== WORK REQUEST ==
Starting at the first line of the data below, write out each line exactly until you reach the line containing "fn set(&mut self, offsets: &[MessageOffset], state: OffsetState)", and include that line too.

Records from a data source
++++++
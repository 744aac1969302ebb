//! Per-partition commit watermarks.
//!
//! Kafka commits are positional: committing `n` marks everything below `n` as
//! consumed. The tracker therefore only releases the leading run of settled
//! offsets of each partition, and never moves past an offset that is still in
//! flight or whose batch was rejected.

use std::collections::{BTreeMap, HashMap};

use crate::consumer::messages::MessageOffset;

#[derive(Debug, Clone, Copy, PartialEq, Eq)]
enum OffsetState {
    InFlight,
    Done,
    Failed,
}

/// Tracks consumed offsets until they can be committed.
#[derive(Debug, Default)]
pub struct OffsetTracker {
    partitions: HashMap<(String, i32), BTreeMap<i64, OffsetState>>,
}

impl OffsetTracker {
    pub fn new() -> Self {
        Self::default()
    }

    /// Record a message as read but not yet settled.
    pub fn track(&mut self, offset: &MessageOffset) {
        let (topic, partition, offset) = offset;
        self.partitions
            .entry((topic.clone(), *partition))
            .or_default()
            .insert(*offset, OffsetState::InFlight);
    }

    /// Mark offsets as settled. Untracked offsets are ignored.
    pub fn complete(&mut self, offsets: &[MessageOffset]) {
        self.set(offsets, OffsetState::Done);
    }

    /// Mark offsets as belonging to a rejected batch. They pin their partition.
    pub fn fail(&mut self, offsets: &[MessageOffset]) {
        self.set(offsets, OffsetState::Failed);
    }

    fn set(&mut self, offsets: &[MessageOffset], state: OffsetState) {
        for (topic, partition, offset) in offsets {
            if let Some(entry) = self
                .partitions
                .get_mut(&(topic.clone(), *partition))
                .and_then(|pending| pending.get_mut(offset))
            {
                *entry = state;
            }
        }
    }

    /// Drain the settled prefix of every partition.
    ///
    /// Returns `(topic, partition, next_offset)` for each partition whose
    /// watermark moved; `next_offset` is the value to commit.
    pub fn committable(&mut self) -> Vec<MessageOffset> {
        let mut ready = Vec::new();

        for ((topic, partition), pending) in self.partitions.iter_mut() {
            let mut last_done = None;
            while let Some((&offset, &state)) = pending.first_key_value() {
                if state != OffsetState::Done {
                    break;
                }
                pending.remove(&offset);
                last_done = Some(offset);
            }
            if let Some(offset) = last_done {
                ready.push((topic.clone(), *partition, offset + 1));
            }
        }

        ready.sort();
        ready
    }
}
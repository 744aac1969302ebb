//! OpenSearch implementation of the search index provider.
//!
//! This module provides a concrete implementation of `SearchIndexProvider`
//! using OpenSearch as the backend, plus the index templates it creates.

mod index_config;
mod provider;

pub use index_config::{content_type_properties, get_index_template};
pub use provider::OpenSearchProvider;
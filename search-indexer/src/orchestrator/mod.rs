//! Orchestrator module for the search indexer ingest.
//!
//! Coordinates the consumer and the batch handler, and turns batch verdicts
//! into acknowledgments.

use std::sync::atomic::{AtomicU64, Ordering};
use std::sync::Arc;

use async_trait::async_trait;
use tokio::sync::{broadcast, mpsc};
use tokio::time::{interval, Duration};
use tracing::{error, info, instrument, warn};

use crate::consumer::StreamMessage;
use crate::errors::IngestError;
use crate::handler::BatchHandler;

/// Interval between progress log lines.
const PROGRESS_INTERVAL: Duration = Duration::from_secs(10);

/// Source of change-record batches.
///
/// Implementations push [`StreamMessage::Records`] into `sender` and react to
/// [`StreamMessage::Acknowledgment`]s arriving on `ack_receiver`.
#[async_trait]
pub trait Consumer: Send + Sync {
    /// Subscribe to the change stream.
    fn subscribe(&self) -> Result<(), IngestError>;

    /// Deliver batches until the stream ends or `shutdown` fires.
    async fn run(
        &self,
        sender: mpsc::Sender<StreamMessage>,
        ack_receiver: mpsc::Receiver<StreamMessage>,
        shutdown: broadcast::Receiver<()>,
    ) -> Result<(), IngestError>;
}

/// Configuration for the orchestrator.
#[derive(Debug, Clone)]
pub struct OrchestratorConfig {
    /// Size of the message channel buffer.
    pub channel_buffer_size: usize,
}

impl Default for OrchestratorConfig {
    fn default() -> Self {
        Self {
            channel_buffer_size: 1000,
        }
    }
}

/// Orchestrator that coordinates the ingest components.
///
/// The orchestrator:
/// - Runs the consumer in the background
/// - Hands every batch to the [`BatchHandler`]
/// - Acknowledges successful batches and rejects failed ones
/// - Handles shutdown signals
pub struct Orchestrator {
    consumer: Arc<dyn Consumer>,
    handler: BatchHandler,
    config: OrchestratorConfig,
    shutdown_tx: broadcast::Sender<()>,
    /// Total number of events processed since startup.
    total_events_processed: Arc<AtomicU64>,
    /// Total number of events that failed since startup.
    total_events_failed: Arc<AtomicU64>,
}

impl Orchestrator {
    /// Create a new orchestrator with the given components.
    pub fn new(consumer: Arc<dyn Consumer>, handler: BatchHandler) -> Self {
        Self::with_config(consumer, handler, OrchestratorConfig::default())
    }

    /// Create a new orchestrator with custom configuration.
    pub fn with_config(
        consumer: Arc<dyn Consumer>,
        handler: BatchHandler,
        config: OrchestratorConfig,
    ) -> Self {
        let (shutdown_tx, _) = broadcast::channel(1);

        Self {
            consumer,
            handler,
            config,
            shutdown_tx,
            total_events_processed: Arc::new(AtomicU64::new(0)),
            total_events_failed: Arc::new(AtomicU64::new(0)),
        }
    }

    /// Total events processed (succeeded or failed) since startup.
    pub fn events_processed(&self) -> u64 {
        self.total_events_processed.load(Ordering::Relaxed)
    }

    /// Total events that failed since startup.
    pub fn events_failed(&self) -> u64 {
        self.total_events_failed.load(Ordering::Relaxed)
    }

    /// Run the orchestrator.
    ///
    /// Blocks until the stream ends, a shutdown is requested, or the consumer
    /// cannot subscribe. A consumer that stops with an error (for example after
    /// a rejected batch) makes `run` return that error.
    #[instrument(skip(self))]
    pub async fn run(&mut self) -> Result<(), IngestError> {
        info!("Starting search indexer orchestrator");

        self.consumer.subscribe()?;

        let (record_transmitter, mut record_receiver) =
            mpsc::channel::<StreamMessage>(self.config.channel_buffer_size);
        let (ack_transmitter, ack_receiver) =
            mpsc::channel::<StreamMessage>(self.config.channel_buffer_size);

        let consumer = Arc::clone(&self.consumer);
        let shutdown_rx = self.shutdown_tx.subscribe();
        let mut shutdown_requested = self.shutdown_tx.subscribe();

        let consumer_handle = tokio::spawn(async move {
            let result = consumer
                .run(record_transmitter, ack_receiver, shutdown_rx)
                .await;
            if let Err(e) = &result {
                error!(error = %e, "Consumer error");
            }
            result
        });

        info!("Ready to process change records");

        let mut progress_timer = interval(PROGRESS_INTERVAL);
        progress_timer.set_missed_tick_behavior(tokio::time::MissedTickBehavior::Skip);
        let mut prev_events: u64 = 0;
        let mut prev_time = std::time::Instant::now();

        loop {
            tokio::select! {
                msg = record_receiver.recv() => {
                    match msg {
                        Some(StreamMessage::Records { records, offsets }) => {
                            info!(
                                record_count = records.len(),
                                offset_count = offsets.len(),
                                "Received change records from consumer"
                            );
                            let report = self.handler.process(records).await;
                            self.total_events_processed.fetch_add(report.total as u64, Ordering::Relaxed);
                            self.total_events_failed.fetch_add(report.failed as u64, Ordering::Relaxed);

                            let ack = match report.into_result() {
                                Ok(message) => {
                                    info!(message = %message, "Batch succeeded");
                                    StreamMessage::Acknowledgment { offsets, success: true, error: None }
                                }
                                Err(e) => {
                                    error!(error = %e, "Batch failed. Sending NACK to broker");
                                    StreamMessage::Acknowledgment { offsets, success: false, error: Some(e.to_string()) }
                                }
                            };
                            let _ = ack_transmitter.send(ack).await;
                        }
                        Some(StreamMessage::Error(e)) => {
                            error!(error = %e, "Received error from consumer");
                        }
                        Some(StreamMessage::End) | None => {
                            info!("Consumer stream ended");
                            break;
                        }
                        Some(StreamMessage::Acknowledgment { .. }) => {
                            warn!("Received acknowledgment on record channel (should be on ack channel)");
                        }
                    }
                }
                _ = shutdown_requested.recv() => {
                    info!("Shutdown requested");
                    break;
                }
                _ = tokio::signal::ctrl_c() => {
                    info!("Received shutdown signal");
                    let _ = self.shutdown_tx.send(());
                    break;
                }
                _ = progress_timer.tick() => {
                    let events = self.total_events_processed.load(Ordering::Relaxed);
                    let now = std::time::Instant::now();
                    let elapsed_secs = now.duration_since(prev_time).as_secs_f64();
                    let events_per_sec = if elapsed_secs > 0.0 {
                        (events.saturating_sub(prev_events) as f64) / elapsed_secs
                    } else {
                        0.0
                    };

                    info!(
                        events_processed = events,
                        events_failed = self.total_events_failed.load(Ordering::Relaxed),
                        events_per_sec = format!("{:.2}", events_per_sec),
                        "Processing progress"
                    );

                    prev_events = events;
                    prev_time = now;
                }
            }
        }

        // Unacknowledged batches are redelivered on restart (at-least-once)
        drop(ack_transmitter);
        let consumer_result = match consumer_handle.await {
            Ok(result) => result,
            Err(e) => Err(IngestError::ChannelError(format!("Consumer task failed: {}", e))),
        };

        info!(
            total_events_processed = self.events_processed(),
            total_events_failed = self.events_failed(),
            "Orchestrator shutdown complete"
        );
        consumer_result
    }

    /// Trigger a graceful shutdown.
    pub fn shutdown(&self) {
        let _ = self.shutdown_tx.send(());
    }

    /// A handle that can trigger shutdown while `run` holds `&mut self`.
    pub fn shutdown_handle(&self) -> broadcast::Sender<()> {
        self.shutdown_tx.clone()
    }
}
++++++
== TASK RESPONSE ==
repository 744aac1969302ebb
//! Per-partition commit watermarks.
//!
//! Kafka commits are positional: committing `n` marks everything below `n` as
//! consumed. The tracker therefore only releases the leading run of settled
//! offsets of each partition, and never moves past an offset that is still in
//! flight or whose batch was rejected.

use std::collections::{BTreeMap, HashMap};

use crate::consumer::messages::MessageOffset;

#[derive(Debug, Clone, Copy, PartialEq, Eq)]
enum OffsetState {
    InFlight,
    Done,
    Failed,
}

/// Tracks consumed offsets until they can be committed.
#[derive(Debug, Default)]
pub struct OffsetTracker {
    partitions: HashMap<(String, i32), BTreeMap<i64, OffsetState>>,
}

impl OffsetTracker {
    pub fn new() -> Self {
        Self::default()
    }

    /// Record a message as read but not yet settled.
    pub fn track(&mut self, offset: &MessageOffset) {
        let (topic, partition, offset) = offset;
        self.partitions
            .entry((topic.clone(), *partition))
            .or_default()
            .insert(*offset, OffsetState::InFlight);
    }

    /// Mark offsets as settled. Untracked offsets are ignored.
    pub fn complete(&mut self, offsets: &[MessageOffset]) {
        self.set(offsets, OffsetState::Done);
    }

    /// Mark offsets as belonging to a rejected batch. They pin their partition.
    pub fn fail(&mut self, offsets: &[MessageOffset]) {
        self.set(offsets, OffsetState::Failed);
    }

    fn set(&mut self, offsets: &[MessageOffset], state: OffsetState) {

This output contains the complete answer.